## Your assignment
Your result should be the lines holding the word "stderr", copied from the entries below.

:: Extracted material

use std::path::PathBuf;

use anyhow::{Context, Result};
use clap::Parser;
use tracing_subscriber::{fmt, layer::SubscriberExt, util::SubscriberInitExt, EnvFilter};

/// Evaluate a wire circuit
#[derive(Parser, Debug)]
#[command(author, version, about, long_about = None)]
struct Args {
    /// Circuit definitions, one `<expr> -> <wire>` per line
    #[arg(value_name = "CIRCUIT_FILE")]
    circuit_file: PathBuf,

    /// Wire whose value is printed
    #[arg(short, long, default_value = "a")]
    wire: String,

    /// Feed the first answer into this wire as a constant and resolve again
    #[arg(short = 'o', long = "override", value_name = "WIRE")]
    feedback: Option<String>,

    /// Print every wire in name order
    #[arg(long)]
    all: bool,
}

/// Diagnostics go to stderr, filtered by `RUST_LOG` (default `warn`).
fn init_tracing() {
    let filter = EnvFilter::try_from_default_env().unwrap_or_else(|_| EnvFilter::new("warn"));

    tracing_subscriber::registry()
        .with(filter)
        .with(fmt::layer().with_writer(std::io::stderr).compact())
        .init();
}

fn main() -> Result<()> {
    init_tracing();
    let args = Args::parse();

    let path = args.circuit_file.display();
    let code = std::fs::read_to_string(&args.circuit_file)
        .with_context(|| format!("failed to read {path}"))?;
    let mut registry = wirelogic::load(&code).with_context(|| format!("in {path}"))?;

    if args.all {
        for name in registry.names() {
            println!("{}: {}", name, registry.resolve(name)?);
        }
    }

    match &args.feedback {
        Some(feedback) => {
            let (first, second) = wirelogic::rewire(&mut registry, &args.wire, feedback)?;
            println!("{}: {}", args.wire, first);
            println!("{}: {} ({} = {})", args.wire, second, feedback, first);
        }
        None if !args.all => println!("{}: {}", args.wire, registry.resolve(&args.wire)?),
        None => {}
    }

    Ok(())
}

::::

## Result
/// Diagnostics go to stderr, filtered by `RUST_LOG` (default `warn`).
        .with(fmt::layer().with_writer(std::io::stderr).compact())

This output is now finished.